**What the task requires**
Find the line with "use super::HistoryStore;" in the entries below. Repeat it, every following line, and the line with "impl HistoryStore for InMemoryHistory", exactly and with nothing added.

*** Block opens ***

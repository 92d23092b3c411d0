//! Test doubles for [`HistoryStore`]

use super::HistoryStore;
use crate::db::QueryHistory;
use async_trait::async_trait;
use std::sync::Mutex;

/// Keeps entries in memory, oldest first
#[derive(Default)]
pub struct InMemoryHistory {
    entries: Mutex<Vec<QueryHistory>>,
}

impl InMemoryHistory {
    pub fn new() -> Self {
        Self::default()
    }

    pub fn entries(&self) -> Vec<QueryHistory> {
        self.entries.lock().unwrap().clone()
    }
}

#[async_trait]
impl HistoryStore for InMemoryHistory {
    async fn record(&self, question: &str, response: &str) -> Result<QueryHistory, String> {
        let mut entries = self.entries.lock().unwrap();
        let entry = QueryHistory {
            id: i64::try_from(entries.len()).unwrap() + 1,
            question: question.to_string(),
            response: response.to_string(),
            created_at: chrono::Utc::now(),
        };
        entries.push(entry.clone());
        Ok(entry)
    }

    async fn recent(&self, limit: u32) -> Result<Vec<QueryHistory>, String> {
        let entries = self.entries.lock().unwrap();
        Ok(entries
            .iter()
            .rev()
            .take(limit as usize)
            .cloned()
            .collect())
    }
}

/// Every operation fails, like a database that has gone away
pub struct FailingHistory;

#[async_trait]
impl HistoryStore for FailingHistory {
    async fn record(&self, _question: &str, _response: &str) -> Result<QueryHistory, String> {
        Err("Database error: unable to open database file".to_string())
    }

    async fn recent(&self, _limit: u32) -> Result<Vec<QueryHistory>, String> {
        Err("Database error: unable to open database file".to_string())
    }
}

*** Block closes ***

**Solution to this exercise**
use super::HistoryStore;
use crate::db::QueryHistory;
use async_trait::async_trait;
use std::sync::Mutex;

/// Keeps entries in memory, oldest first
#[derive(Default)]
pub struct InMemoryHistory {
    entries: Mutex<Vec<QueryHistory>>,
}

impl InMemoryHistory {
    pub fn new() -> Self {
        Self::default()
    }

    pub fn entries(&self) -> Vec<QueryHistory> {
        self.entries.lock().unwrap().clone()
    }
}

#[async_trait]
impl HistoryStore for InMemoryHistory {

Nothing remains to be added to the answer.